Para escrever, tem que redigir palavras que façam sentido e que,
juntas, indiquem alguma informação. Se convencionou chamar “nadador
profissional” a quem conheça e tenha proficiência em pelo menos
um estilo de nado, respeite suas regras históricas internas (tesouro
técnico) e, ao mesmo tempo, que tente transgredir seus limites para,
nos detalhes, alcançar um diferencial que o ponha à frente do ponto
que seus pares já alcançaram. Um recorde é um original notável,
algo que define um novo paradigma. Sua peculiaridade, os passos para
o avanço, a irrupção da novidade dentro das regras, passam a ser
incorporados ao tesouro técnico de um gênero de nado.
Tudo o que
foi dito no parágrafo anterior é cabível ao autor literário.

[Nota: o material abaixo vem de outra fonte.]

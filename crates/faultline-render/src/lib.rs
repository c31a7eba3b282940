#![forbid(unsafe_code)]

//! Deterministic render kernel.
//!
//! # Role in Faultline
//! `faultline-render` owns the cell grid widgets draw into and the frame
//! metadata a render pass accumulates: the component path (the diagnostic
//! trail a fault report captures) and semantic role annotations.
//!
//! # Primary responsibilities
//! - **Cell/Buffer**: a row-major grid of styled glyph cells with
//!   wide-grapheme awareness.
//! - **Frame**: buffer + component path + role annotations for one pass.
//! - **Headless assertions**: `row_text`/`assert_matches` helpers so CI
//!   tests verify rendered output without a terminal.
//!
//! The kernel is independent of input and IO; it never touches a real
//! terminal.

pub mod buffer;
pub mod cell;
pub mod frame;
pub mod style;

pub use buffer::Buffer;
pub use cell::{Cell, CellContent};
pub use frame::Frame;
pub use style::{Attrs, Color, Style};
#![forbid(unsafe_code)]

//! Canonical input events.
//!
//! Events model the discrete external stimuli that drive a render pass:
//! key presses, mouse clicks, and terminal resizes. The runtime converts
//! them into model messages via `From<Event>`.

use bitflags::bitflags;

bitflags! {
    /// Keyboard modifier state.
    #[derive(Debug, Clone, Copy, PartialEq, Eq, Hash, Default)]
    pub struct Modifiers: u8 {
        const SHIFT = 0b0001;
        const CTRL  = 0b0010;
        const ALT   = 0b0100;
    }
}

/// A key identifier.
#[derive(Debug, Clone, Copy, PartialEq, Eq, Hash)]
pub enum KeyCode {
    Char(char),
    Enter,
    Esc,
    Tab,
    Backspace,
    Up,
    Down,
    Left,
    Right,
}

/// Whether a key event is a press or release.
#[derive(Debug, Clone, Copy, PartialEq, Eq, Hash)]
pub enum KeyEventKind {
    Press,
    Release,
}

/// A single keyboard event.
#[derive(Debug, Clone, Copy, PartialEq, Eq, Hash)]
pub struct KeyEvent {
    pub code: KeyCode,
    pub modifiers: Modifiers,
    pub kind: KeyEventKind,
}

impl KeyEvent {
    /// A plain key press with no modifiers.
    #[must_use]
    pub const fn press(code: KeyCode) -> Self {
        Self {
            code,
            modifiers: Modifiers::empty(),
            kind: KeyEventKind::Press,
        }
    }

    /// Check for an unmodified character press.
    #[must_use]
    pub fn is_char(&self, c: char) -> bool {
        self.kind == KeyEventKind::Press
            && self.modifiers.is_empty()
            && self.code == KeyCode::Char(c)
    }
}

/// Mouse button identity.
#[derive(Debug, Clone, Copy, PartialEq, Eq, Hash)]
pub enum MouseButton {
    Left,
    Right,
    Middle,
}

/// A mouse click at a cell position.
#[derive(Debug, Clone, Copy, PartialEq, Eq, Hash)]
pub struct MouseEvent {
    pub x: u16,
    pub y: u16,
    pub button: MouseButton,
}

/// Canonical input event.
#[derive(Debug, Clone, Copy, PartialEq, Eq)]
pub enum Event {
    /// A keyboard event.
    Key(KeyEvent),
    /// A mouse click (down + up at the same position).
    Click(MouseEvent),
    /// Terminal resize to the given dimensions.
    Resize { width: u16, height: u16 },
}

impl Event {
    /// Convenience constructor for an unmodified character press.
    #[must_use]
    pub const fn key(c: char) -> Self {
        Self::Key(KeyEvent::press(KeyCode::Char(c)))
    }

    /// Convenience constructor for a left click.
    #[must_use]
    pub const fn click(x: u16, y: u16) -> Self {
        Self::Click(MouseEvent {
            x,
            y,
            button: MouseButton::Left,
        })
    }
}
//! Layer storage: truncate-and-load tables for every layer
//!
//! Stores are explicit handles passed into the pipeline. A
//! [`LayerStore::replace_table`] call is all-or-nothing: either the new row
//! set fully replaces the table, or the previous content stays visible and a
//! `WriteError` is returned.

use crate::conform::parse_date;
use crate::data::{Asset, ConformedSeries, RawTable};
use crate::error::{PipelineError, Result};
use crate::features::FeatureRow;
use crate::forecast::{ForecastRecord, Horizon};
use chrono::NaiveDate;

pub mod memory;
pub mod sqlite;

pub use memory::MemoryStore;
pub use sqlite::SqliteStore;

/// Forecast table shared by both assets
pub const PLATINUM_TABLE: &str = "platinum_crypto_horizon";

/// Columns of the conformed (silver) tables
pub const SILVER_COLUMNS: &[&str] = &[
    "PriceDate",
    "Open",
    "High",
    "Low",
    "Close",
    "Volume",
    "DailyReturn",
    "VolumeMillions",
    "Coin",
];

/// Columns of the feature (gold) tables
pub const GOLD_COLUMNS: &[&str] = &[
    "PriceDate",
    "Open",
    "High",
    "Low",
    "Close",
    "Volume",
    "DailyReturn",
    "LogReturn",
    "VolumeMillions",
    "Coin",
    "CumulativeReturn",
    "Drawdown",
    "Year",
    "Month",
    "DayOfWeek",
    "SMA7",
    "SMA30",
    "SMA90",
    "Vol7",
    "Vol30",
    "Vol90",
    "VolAvg30",
];

/// Columns of the forecast (platinum) table
pub const PLATINUM_COLUMNS: &[&str] = &[
    "Coin",
    "HorizonLabel",
    "TargetDate",
    "Forecast",
    "ReturnPct",
];

/// A typed cell written to a layer table
#[derive(Debug, Clone, PartialEq)]
pub enum CellValue {
    Null,
    Integer(i64),
    Real(f64),
    Text(String),
    Date(NaiveDate),
}

impl CellValue {
    /// Real cell; non-finite values are stored as NULL
    pub fn real(value: f64) -> Self {
        if value.is_finite() {
            CellValue::Real(value)
        } else {
            CellValue::Null
        }
    }

    /// Optional real cell
    pub fn opt_real(value: Option<f64>) -> Self {
        value.map_or(CellValue::Null, CellValue::real)
    }

    /// Volume cell
    pub fn volume(value: u64) -> Self {
        CellValue::Integer(i64::try_from(value).unwrap_or(i64::MAX))
    }

    /// Text rendering used when a table is read back untyped
    pub fn to_text(&self) -> Option<String> {
        match self {
            CellValue::Null => None,
            CellValue::Integer(i) => Some(i.to_string()),
            CellValue::Real(f) => Some(f.to_string()),
            CellValue::Text(s) => Some(s.clone()),
            CellValue::Date(d) => Some(d.format("%Y-%m-%d").to_string()),
        }
    }
}

/// Read and full-replacement write access to the layer tables
pub trait LayerStore {
    /// Read a whole table as untyped rows
    fn load_table(&self, table: &str) -> Result<RawTable>;

    /// Atomically clear `table` and write `rows`; returns the number of rows written
    fn replace_table(
        &mut self,
        table: &str,
        columns: &[&str],
        rows: &[Vec<CellValue>],
    ) -> Result<usize>;

    /// Read the raw ingest rows of an asset
    fn load_raw(&self, asset: Asset) -> Result<RawTable> {
        self.load_table(asset.bronze_table())
    }
}

/// Reject rows whose width differs from the column list
pub(crate) fn check_row_widths(
    table: &str,
    columns: &[&str],
    rows: &[Vec<CellValue>],
) -> Result<()> {
    if let Some((idx, row)) = rows.iter().enumerate().find(|(_, r)| r.len() != columns.len()) {
        return Err(PipelineError::WriteError {
            table: table.to_string(),
            reason: format!(
                "row {} has {} values but {} columns were given",
                idx,
                row.len(),
                columns.len()
            ),
        });
    }
    Ok(())
}

/// Silver rows of a conformed series
pub fn silver_rows(series: &ConformedSeries) -> Vec<Vec<CellValue>> {
    series
        .rows()
        .iter()
        .map(|row| {
            let p = &row.point;
            vec![
                CellValue::Date(p.date),
                CellValue::real(p.data.open),
                CellValue::real(p.data.high),
                CellValue::real(p.data.low),
                CellValue::real(p.data.close),
                CellValue::volume(p.data.volume),
                CellValue::opt_real(row.daily_return),
                CellValue::real(p.data.volume as f64 * 1e-6),
                CellValue::Text(p.asset_label.clone()),
            ]
        })
        .collect()
}

/// Gold rows of engineered features
pub fn gold_rows(rows: &[FeatureRow]) -> Vec<Vec<CellValue>> {
    rows.iter()
        .map(|r| {
            vec![
                CellValue::Date(r.date),
                CellValue::real(r.data.open),
                CellValue::real(r.data.high),
                CellValue::real(r.data.low),
                CellValue::real(r.data.close),
                CellValue::volume(r.data.volume),
                CellValue::opt_real(r.daily_return),
                CellValue::real(r.log_return),
                CellValue::real(r.volume_millions),
                CellValue::Text(r.asset_label.clone()),
                CellValue::real(r.cumulative_return),
                CellValue::real(r.drawdown),
                CellValue::Integer(i64::from(r.year)),
                CellValue::Integer(i64::from(r.month)),
                CellValue::Integer(i64::from(r.weekday)),
                CellValue::real(r.sma7),
                CellValue::real(r.sma30),
                CellValue::real(r.sma90),
                CellValue::opt_real(r.vol7),
                CellValue::opt_real(r.vol30),
                CellValue::opt_real(r.vol90),
                CellValue::real(r.vol_avg30),
            ]
        })
        .collect()
}

/// Platinum rows of forecast records
pub fn platinum_rows(records: &[ForecastRecord]) -> Vec<Vec<CellValue>> {
    records
        .iter()
        .map(|r| {
            vec![
                CellValue::Text(r.coin.clone()),
                CellValue::Text(r.horizon.label().to_string()),
                CellValue::Date(r.target_date),
                CellValue::real(r.forecast),
                CellValue::real(r.return_pct),
            ]
        })
        .collect()
}

fn required_column(table: &RawTable, name: &str) -> Result<usize> {
    table.column_index(name).ok_or_else(|| {
        PipelineError::SchemaError(format!(
            "No {} column found; columns: {}",
            name,
            table.headers().join(", ")
        ))
    })
}

fn text_at<'a>(row: &'a [Option<String>], idx: usize) -> Option<&'a str> {
    row.get(idx).and_then(|c| c.as_deref()).map(str::trim)
}

/// `(PriceDate, Close)` pairs from a gold table read back from a store
///
/// Rows with an unparseable date or close are skipped.
pub fn close_history_from_table(table: &RawTable) -> Result<Vec<(NaiveDate, f64)>> {
    let date_idx = required_column(table, "PriceDate")?;
    let close_idx = required_column(table, "Close")?;

    Ok(table
        .rows()
        .iter()
        .filter_map(|row| {
            let date = parse_date(text_at(row, date_idx)?)?;
            let close = text_at(row, close_idx)?.parse::<f64>().ok()?;
            Some((date, close))
        })
        .collect())
}

/// Forecast records from a platinum table read back from a store
pub fn forecast_records_from_table(table: &RawTable) -> Result<Vec<ForecastRecord>> {
    let idx: Vec<usize> = PLATINUM_COLUMNS
        .iter()
        .map(|c| required_column(table, c))
        .collect::<Result<_>>()?;

    table
        .rows()
        .iter()
        .map(|row| -> Result<ForecastRecord> {
            let field = |i: usize| {
                text_at(row, idx[i]).ok_or_else(|| {
                    PipelineError::SchemaError(format!("Missing {} value", PLATINUM_COLUMNS[i]))
                })
            };
            let number = |i: usize| -> Result<f64> {
                field(i)?.parse::<f64>().map_err(|e| {
                    PipelineError::SchemaError(format!("Bad {} value: {}", PLATINUM_COLUMNS[i], e))
                })
            };

            let horizon = Horizon::from_label(field(1)?).ok_or_else(|| {
                PipelineError::SchemaError(format!(
                    "Unknown horizon label: {}",
                    row_text(row, idx[1])
                ))
            })?;
            let target_date = parse_date(field(2)?).ok_or_else(|| {
                PipelineError::SchemaError(format!("Bad target date: {}", row_text(row, idx[2])))
            })?;

            Ok(ForecastRecord {
                coin: field(0)?.to_string(),
                horizon,
                target_date,
                forecast: number(3)?,
                return_pct: number(4)?,
            })
        })
        .collect()
}

fn row_text(row: &[Option<String>], idx: usize) -> String {
    text_at(row, idx).unwrap_or_default().to_string()
}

Sua
liberdade criativa está adstrita às bordas do gênero escolhido, ao
tesouro técnico desse gênero, que representa valores literários
vigentes, os quais, por sua vez, são respostas ao contexto dos
valores de mundo. Mas, aqui também, através da concreção (em
palavras escritas) do seu excedente de visão (Cf. segundo parêntesis
da nota nº 2 e, também, a nota nº 5), há a tendência, mais ou
menos natural, de transgredir os limites do gênero, ampliando-o,
fazendo-o evoluir.
Um exemplo
mais extremo são as obras experimentais, que, de modo semelhante ao
que ocorre nos desfiles de alta-costura, inovam superlativamente para
ultrapassar um statu
quo ante e
estabelecer uma nova tendência a ser seguida. São obras de ruptura,
ou antes de distensão dos limites, feitas como referência para
outros autores, não para o consumidor médio, e podem dar muito
certo ou muito errado. Mas, de toda forma, normalmente não agradam o
público mais amplo. As obras que decorrem delas, ou são por elas
influenciadas, são aceitas após passarem por um certo filtro
cultural moderador, suavizador dos excessos de “arte conceitual”,
para atender aos critérios de uso3.
Um
dos maiores exemplos literários do que estamos falando é o livro
Ulisses,
de
James Joyce. Livro escrito para escritores, experimental, foi um
divisor de águas para o gênero romance. Estabeleceu um marco
indicativo do que era o romance antes e do que seria depois de sua
publicação, tanto que muitos contemporâneos à publicação
chegaram a anunciar, à época, “o fim do romance”. E, pode-se
dizer, é um livro que quase não conta com qualquer empatia da parte
dos leitores não-escritores, leitores de fruição de efeito, nem de
quem não trabalhe com literatura ou, ao menos, a pesquise (críticos
literários, teóricos, acadêmicos etc.). Ulisses
transgrediu
o gênero mas não o destruiu nem fugiu dele, deu-lhe novos rumos.
Voltemos a
falar do autor. Ele é, não apenas um elemento constituinte/criador
mas, talvez mais ainda, um organizador, ou reorganizador, da memória
de passado (histórica, portanto) e de futuro (projeção), que são
complementares mas não completas, porque toda vez que se enuncia,
“resgatam-se os valores já estabelecidos, mas ao invocar os
valores ou significações, concomitantemente, reinventa-se o
sentido, pois o indivíduo contribui com o tom, a expressão e o
desejo do seu projeto discursivo” (GEGe/UFSCar,
2019, pág. ?).
A
partir do momento que considera a obra acabada e a entrega ao leitor,
o autor sai de cena4
ou, pelo menos, deveria. “Rei morto, rei posto”, o universo
imaginário da obra agora pertence a novos deuses, os leitores, que
extrapolam as intenções do autor e ressignificam tudo com suas
próprias capacidades e visões de mundo. Nesse sentido é que
dissemos que a obra só está acabada para o autor.
A
liberdade criativa do autor, sua inspiração (que nasce da
influência externa no seu interior psíquico), são limitadas, em
certa medida, pelas convenções do tesouro técnico do gênero
escolhido, da forma, do momento histórico em que está inserido etc.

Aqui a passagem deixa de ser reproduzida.